Collected data entries:

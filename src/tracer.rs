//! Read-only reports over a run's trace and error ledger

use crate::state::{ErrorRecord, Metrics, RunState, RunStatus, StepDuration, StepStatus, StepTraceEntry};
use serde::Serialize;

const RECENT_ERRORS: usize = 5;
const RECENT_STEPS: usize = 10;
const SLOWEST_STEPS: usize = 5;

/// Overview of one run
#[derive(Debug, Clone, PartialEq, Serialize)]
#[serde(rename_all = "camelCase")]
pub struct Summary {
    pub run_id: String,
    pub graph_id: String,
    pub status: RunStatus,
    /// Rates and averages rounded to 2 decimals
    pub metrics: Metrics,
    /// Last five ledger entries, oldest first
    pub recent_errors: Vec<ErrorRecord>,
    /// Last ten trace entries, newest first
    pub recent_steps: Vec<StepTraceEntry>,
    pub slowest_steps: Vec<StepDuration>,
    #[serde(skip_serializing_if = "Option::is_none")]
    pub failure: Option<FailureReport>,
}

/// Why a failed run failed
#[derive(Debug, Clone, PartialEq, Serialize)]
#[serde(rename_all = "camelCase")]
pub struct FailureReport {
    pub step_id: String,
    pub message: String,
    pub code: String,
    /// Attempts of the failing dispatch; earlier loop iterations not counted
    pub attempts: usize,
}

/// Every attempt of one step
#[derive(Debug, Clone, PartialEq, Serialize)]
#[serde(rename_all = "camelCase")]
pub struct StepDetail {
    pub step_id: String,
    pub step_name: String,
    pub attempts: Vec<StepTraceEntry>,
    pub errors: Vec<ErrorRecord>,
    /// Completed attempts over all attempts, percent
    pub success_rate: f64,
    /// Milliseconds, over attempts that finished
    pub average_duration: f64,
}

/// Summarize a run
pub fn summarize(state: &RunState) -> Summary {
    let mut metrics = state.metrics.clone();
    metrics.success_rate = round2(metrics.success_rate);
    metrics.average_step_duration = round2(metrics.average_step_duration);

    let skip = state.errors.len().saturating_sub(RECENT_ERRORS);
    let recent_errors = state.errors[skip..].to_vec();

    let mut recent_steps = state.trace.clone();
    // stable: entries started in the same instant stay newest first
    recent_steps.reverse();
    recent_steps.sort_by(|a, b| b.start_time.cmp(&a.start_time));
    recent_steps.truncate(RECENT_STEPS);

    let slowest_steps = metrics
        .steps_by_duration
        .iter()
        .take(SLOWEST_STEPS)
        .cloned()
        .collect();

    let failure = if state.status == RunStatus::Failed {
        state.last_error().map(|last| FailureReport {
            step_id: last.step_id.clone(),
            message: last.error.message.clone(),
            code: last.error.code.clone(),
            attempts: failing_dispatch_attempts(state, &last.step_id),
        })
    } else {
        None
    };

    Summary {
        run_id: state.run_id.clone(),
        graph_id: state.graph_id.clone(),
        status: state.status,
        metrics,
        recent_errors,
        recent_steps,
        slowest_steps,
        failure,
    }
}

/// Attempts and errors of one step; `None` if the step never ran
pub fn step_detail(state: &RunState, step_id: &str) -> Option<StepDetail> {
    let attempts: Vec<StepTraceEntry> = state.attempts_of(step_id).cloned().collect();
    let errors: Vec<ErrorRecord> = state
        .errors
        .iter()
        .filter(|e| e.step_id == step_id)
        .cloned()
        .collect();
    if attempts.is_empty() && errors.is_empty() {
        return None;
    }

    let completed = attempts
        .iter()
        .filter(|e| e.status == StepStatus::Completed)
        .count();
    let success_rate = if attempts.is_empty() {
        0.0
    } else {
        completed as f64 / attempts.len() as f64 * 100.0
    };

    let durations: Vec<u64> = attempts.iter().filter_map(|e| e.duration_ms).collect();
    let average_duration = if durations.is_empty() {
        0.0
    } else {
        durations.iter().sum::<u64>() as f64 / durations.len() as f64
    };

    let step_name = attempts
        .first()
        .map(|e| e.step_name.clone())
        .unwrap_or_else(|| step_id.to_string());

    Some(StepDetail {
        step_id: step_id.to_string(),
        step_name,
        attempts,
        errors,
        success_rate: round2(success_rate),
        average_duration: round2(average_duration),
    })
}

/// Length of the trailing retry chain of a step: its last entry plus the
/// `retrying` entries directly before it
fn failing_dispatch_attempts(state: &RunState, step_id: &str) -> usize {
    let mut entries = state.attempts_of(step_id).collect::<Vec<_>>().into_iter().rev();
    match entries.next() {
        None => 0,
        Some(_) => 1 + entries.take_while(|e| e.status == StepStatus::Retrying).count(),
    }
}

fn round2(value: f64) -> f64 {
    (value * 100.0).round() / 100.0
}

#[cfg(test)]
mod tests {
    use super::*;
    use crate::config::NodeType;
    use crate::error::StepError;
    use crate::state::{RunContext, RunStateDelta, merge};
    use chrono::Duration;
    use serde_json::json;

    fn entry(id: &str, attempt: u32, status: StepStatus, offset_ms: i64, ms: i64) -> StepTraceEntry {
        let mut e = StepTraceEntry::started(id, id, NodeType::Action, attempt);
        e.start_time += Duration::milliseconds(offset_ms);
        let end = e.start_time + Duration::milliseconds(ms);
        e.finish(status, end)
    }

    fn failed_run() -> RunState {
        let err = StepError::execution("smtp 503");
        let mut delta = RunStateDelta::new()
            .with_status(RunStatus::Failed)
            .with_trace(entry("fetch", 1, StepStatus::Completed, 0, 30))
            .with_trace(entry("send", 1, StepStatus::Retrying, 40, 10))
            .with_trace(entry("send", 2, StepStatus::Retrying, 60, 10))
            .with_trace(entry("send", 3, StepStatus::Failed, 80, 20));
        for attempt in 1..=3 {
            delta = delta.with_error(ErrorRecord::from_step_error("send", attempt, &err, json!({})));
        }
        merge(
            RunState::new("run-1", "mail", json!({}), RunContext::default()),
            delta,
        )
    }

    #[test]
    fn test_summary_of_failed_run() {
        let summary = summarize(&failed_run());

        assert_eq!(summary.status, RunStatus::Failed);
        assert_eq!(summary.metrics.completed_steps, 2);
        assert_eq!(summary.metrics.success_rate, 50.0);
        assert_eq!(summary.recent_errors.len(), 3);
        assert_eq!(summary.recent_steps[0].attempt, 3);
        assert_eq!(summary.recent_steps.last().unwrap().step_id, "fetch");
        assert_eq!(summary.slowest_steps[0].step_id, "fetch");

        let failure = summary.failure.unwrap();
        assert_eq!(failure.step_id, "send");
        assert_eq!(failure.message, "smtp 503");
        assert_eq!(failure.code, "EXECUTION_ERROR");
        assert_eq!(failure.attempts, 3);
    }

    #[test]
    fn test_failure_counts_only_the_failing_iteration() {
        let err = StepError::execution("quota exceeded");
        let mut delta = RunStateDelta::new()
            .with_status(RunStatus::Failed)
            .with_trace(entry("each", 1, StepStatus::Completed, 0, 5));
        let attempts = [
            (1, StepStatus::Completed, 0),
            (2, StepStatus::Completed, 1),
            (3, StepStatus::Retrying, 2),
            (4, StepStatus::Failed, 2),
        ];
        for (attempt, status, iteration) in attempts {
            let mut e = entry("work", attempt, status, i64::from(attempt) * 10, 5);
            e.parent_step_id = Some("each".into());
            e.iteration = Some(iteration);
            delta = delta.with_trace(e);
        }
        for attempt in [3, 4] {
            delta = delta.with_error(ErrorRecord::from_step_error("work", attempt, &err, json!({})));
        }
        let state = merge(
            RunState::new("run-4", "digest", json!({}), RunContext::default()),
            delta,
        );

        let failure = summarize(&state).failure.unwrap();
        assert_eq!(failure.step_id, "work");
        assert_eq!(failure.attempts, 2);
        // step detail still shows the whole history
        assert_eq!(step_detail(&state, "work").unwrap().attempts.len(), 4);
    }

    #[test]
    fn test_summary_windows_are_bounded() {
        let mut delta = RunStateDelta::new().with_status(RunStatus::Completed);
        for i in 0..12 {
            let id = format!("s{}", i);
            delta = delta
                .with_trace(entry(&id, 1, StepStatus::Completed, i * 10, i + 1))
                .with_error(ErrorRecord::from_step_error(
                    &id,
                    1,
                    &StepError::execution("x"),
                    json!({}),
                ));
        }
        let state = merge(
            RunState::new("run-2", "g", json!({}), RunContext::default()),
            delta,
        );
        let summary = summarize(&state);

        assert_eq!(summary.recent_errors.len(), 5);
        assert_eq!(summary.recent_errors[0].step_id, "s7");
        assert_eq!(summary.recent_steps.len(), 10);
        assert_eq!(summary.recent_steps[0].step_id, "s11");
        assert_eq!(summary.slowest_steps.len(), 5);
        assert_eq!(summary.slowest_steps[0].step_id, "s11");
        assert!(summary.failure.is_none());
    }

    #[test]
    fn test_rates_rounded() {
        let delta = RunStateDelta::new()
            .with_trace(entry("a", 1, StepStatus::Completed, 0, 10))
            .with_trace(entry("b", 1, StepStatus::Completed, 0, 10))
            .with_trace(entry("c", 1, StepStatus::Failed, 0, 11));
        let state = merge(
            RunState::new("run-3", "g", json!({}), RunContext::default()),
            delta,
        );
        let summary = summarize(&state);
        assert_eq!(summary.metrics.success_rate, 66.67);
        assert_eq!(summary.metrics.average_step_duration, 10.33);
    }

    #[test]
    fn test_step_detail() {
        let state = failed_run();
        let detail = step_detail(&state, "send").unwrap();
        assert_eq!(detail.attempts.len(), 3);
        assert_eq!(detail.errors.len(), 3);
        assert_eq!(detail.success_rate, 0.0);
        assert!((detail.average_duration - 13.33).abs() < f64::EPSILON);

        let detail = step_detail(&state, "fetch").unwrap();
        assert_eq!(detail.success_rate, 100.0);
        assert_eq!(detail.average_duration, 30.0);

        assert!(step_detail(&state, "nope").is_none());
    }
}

__Work required__
Retype only the lines above between the line with "completed as f64" and the line with "use crate::error::StepError;", counting those two lines as well, and keep every character as it is.

__Result of the task__
        completed as f64 / attempts.len() as f64 * 100.0
    };

    let durations: Vec<u64> = attempts.iter().filter_map(|e| e.duration_ms).collect();
    let average_duration = if durations.is_empty() {
        0.0
    } else {
        durations.iter().sum::<u64>() as f64 / durations.len() as f64
    };

    let step_name = attempts
        .first()
        .map(|e| e.step_name.clone())
        .unwrap_or_else(|| step_id.to_string());

    Some(StepDetail {
        step_id: step_id.to_string(),
        step_name,
        attempts,
        errors,
        success_rate: round2(success_rate),
        average_duration: round2(average_duration),
    })
}

/// Length of the trailing retry chain of a step: its last entry plus the
/// `retrying` entries directly before it
fn failing_dispatch_attempts(state: &RunState, step_id: &str) -> usize {
    let mut entries = state.attempts_of(step_id).collect::<Vec<_>>().into_iter().rev();
    match entries.next() {
        None => 0,
        Some(_) => 1 + entries.take_while(|e| e.status == StepStatus::Retrying).count(),
    }
}

fn round2(value: f64) -> f64 {
    (value * 100.0).round() / 100.0
}

#[cfg(test)]
mod tests {
    use super::*;
    use crate::config::NodeType;
    use crate::error::StepError;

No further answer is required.